[DATASET RECORDS]

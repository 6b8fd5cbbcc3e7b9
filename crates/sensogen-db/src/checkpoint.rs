//! Checkpoint scheduling.
//!
//! The controller decides WHEN to checkpoint; the store knows HOW (see
//! [`crate::sqlite::SqliteStore::checkpoint`]). Its interval is decoupled
//! from the flush cadence, but both run on the single writer task, so a
//! checkpoint can never overlap a flush in progress.
//!
//! A failed checkpoint is recorded as an attempt all the same: the
//! controller goes quiet until the next interval rather than hammering the
//! store every tick.

use std::time::{Duration, Instant};

use crate::sqlite::JournalMode;

/// Interval tracker for WAL checkpoints.
#[derive(Debug, Clone)]
pub struct CheckpointController {
    interval: Duration,
    mode: JournalMode,
    last_attempt: Instant,
}

impl CheckpointController {
    /// Create a controller. The clock starts at construction time.
    pub fn new(interval: Duration, mode: JournalMode) -> Self {
        Self {
            interval,
            mode,
            last_attempt: Instant::now(),
        }
    }

    /// Whether a checkpoint is due right now.
    pub fn due(&self) -> bool {
        self.due_at(Instant::now())
    }

    /// Whether a checkpoint is due at `now`. Always false under the
    /// rollback journal, which has nothing to checkpoint.
    pub fn due_at(&self, now: Instant) -> bool {
        self.mode.is_wal()
            && now.saturating_duration_since(self.last_attempt) >= self.interval
    }

    /// Record a checkpoint attempt (successful or not) at the current time.
    pub fn mark_attempt(&mut self) {
        self.mark_attempt_at(Instant::now());
    }

    /// [`Self::mark_attempt`] with an explicit clock, for tests.
    pub const fn mark_attempt_at(&mut self, now: Instant) {
        self.last_attempt = now;
    }

    /// The configured interval.
    pub const fn interval(&self) -> Duration {
        self.interval
    }
}

#[cfg(test)]
mod tests {
    use super::*;

    #[test]
    fn not_due_before_interval() {
        let controller = CheckpointController::new(Duration::from_secs(300), JournalMode::Wal);
        let start = controller.last_attempt;
        assert!(!controller.due_at(start + Duration::from_secs(299)));
        assert!(controller.due_at(start + Duration::from_secs(300)));
    }

    #[test]
    fn rollback_mode_is_never_due() {
        let controller =
            CheckpointController::new(Duration::from_secs(1), JournalMode::Rollback);
        let start = controller.last_attempt;
        assert!(!controller.due_at(start + Duration::from_secs(3600)));
    }

    #[test]
    fn marking_an_attempt_restarts_the_interval() {
        let mut controller = CheckpointController::new(Duration::from_secs(300), JournalMode::Wal);
        let start = controller.last_attempt;
        let later = start + Duration::from_secs(300);
        assert!(controller.due_at(later));
        // A failed attempt still counts: quiet until the next interval.
        controller.mark_attempt_at(later);
        assert!(!controller.due_at(later + Duration::from_secs(299)));
        assert!(controller.due_at(later + Duration::from_secs(300)));
    }
}
//! Diurnal + Gaussian baseline signal model.
//!
//! Each metric channel follows `mean + amplitude * cos(2π * (h - peak) / 24)
//! + N(0, noise_std)`, where `h` is the timestamp's hour-of-day. The cosine
//! term gives a smooth daily cycle peaking at the configured hour; the
//! Gaussian term adds per-reading sensor noise.
//!
//! The model is a pure function of (timestamp, configuration, RNG state):
//! no state persists between readings beyond the seeded RNG, so two models
//! built from the same seed produce identical sequences.

use chrono::{DateTime, Timelike, Utc};
use rand::rngs::SmallRng;
use rand::{Rng, SeedableRng};
use sensogen_types::Metric;

use crate::config::MetricsConfig;

/// Seconds in one day, for the diurnal cycle period.
const SECONDS_PER_DAY: f64 = 86_400.0;

/// Baseline values for all four metric channels at one instant.
#[derive(Debug, Clone, Copy, PartialEq)]
pub struct BaselineSample {
    /// Temperature in degrees Celsius.
    pub temperature: f64,
    /// Relative humidity in percent.
    pub humidity: f64,
    /// Pressure in hectopascals.
    pub pressure: f64,
    /// Voltage in volts.
    pub voltage: f64,
}

/// Seeded baseline generator for one sensor stream.
#[derive(Debug, Clone)]
pub struct BaselineModel {
    metrics: MetricsConfig,
    rng: SmallRng,
}

impl BaselineModel {
    /// Create a baseline model from metric profiles and a stream seed.
    pub fn new(metrics: MetricsConfig, seed: u64) -> Self {
        Self {
            metrics,
            rng: SmallRng::seed_from_u64(seed),
        }
    }

    /// Generate baseline values for the given timestamp.
    ///
    /// Advances the internal RNG by one draw per channel.
    pub fn sample(&mut self, timestamp: DateTime<Utc>) -> BaselineSample {
        let day_fraction = seconds_of_day(timestamp) / SECONDS_PER_DAY;
        BaselineSample {
            temperature: self.channel(Metric::Temperature, day_fraction),
            humidity: self.channel(Metric::Humidity, day_fraction),
            pressure: self.channel(Metric::Pressure, day_fraction),
            voltage: self.channel(Metric::Voltage, day_fraction),
        }
    }

    fn channel(&mut self, metric: Metric, day_fraction: f64) -> f64 {
        let profile = self.metrics.profile(metric);
        let phase = (day_fraction - profile.diurnal_peak_hour / 24.0) * std::f64::consts::TAU;
        let diurnal = profile.diurnal_amplitude * phase.cos();
        let noise = standard_normal(&mut self.rng) * profile.noise_std;
        profile.mean + diurnal + noise
    }
}

/// Fraction-of-day seconds (including sub-second part) for a timestamp.
fn seconds_of_day(timestamp: DateTime<Utc>) -> f64 {
    let whole = f64::from(timestamp.num_seconds_from_midnight());
    let nanos = f64::from(timestamp.nanosecond()) / 1_000_000_000.0;
    whole + nanos
}

/// Draw from the standard normal distribution via the Box-Muller transform.
///
/// Two uniform draws in (0, 1] produce one normal deviate. The first draw
/// is kept away from zero so the logarithm stays finite.
pub fn standard_normal(rng: &mut impl Rng) -> f64 {
    let u1: f64 = rng.random_range(f64::MIN_POSITIVE..=1.0);
    let u2: f64 = rng.random();
    (-2.0 * u1.ln()).sqrt() * (std::f64::consts::TAU * u2).cos()
}

#[cfg(test)]
#[allow(clippy::unwrap_used, clippy::float_cmp)]
mod tests {
    use super::*;
    use crate::config::MetricProfile;

    fn noiseless_metrics() -> MetricsConfig {
        MetricsConfig {
            temperature: MetricProfile::new(20.0, 5.0, 0.0),
            humidity: MetricProfile::new(50.0, 0.0, 0.0),
            pressure: MetricProfile::new(1000.0, 0.0, 0.0),
            voltage: MetricProfile::new(3.3, 0.0, 0.0),
        }
    }

    fn at(rfc3339: &str) -> DateTime<Utc> {
        DateTime::parse_from_rfc3339(rfc3339)
            .unwrap()
            .with_timezone(&Utc)
    }

    #[test]
    fn same_seed_same_sequence() {
        let mut a = BaselineModel::new(MetricsConfig::default(), 42);
        let mut b = BaselineModel::new(MetricsConfig::default(), 42);
        let ts = at("2026-08-07T09:00:00Z");
        for _ in 0..100 {
            assert_eq!(a.sample(ts), b.sample(ts));
        }
    }

    #[test]
    fn different_seeds_diverge() {
        let mut a = BaselineModel::new(MetricsConfig::default(), 42);
        let mut b = BaselineModel::new(MetricsConfig::default(), 43);
        let ts = at("2026-08-07T09:00:00Z");
        assert_ne!(a.sample(ts), b.sample(ts));
    }

    #[test]
    fn diurnal_peaks_at_configured_hour() {
        let mut model = BaselineModel::new(noiseless_metrics(), 1);
        // Default peak hour is 15:00: the cosine term is +amplitude there
        // and -amplitude twelve hours away.
        let peak = model.sample(at("2026-08-07T15:00:00Z")).temperature;
        let trough = model.sample(at("2026-08-07T03:00:00Z")).temperature;
        assert!((peak - 25.0).abs() < 1e-9, "peak was {peak}");
        assert!((trough - 15.0).abs() < 1e-9, "trough was {trough}");
    }

    #[test]
    fn zero_amplitude_channel_is_flat() {
        let mut model = BaselineModel::new(noiseless_metrics(), 1);
        let morning = model.sample(at("2026-08-07T06:00:00Z")).voltage;
        let evening = model.sample(at("2026-08-07T21:00:00Z")).voltage;
        assert_eq!(morning, 3.3);
        assert_eq!(evening, 3.3);
    }

    #[test]
    fn noise_stays_near_mean() {
        // With std 1.0 and no diurnal term, the sample mean over many
        // readings should land close to the configured mean.
        let metrics = MetricsConfig {
            humidity: MetricProfile::new(50.0, 0.0, 1.0),
            ..noiseless_metrics()
        };
        let mut model = BaselineModel::new(metrics, 7);
        let ts = at("2026-08-07T12:00:00Z");
        let n = 5000;
        let mut sum = 0.0;
        for _ in 0..n {
            sum += model.sample(ts).humidity;
        }
        let mean = sum / f64::from(n);
        assert!((mean - 50.0).abs() < 0.1, "sample mean was {mean}");
    }

    #[test]
    fn standard_normal_moments() {
        let mut rng = SmallRng::seed_from_u64(99);
        let n = 20_000;
        let mut sum = 0.0;
        let mut sum_sq = 0.0;
        for _ in 0..n {
            let x = standard_normal(&mut rng);
            sum += x;
            sum_sq += x * x;
        }
        let mean = sum / f64::from(n);
        let var = sum_sq / f64::from(n) - mean * mean;
        assert!(mean.abs() < 0.05, "mean was {mean}");
        assert!((var - 1.0).abs() < 0.1, "variance was {var}");
    }
}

[/DATASET RECORDS]

Lines from the start of the records through the one containing "store every tick." are what should be retyped, exactly and in full, both ends included.

=== OUTPUT OF THE TASK ===
repository 6b8fd5cbbcc3e7b9
filename crates/sensogen-db/src/checkpoint.rs
//! Checkpoint scheduling.
//!
//! The controller decides WHEN to checkpoint; the store knows HOW (see
//! [`crate::sqlite::SqliteStore::checkpoint`]). Its interval is decoupled
//! from the flush cadence, but both run on the single writer task, so a
//! checkpoint can never overlap a flush in progress.
//!
//! A failed checkpoint is recorded as an attempt all the same: the
//! controller goes quiet until the next interval rather than hammering the
//! store every tick.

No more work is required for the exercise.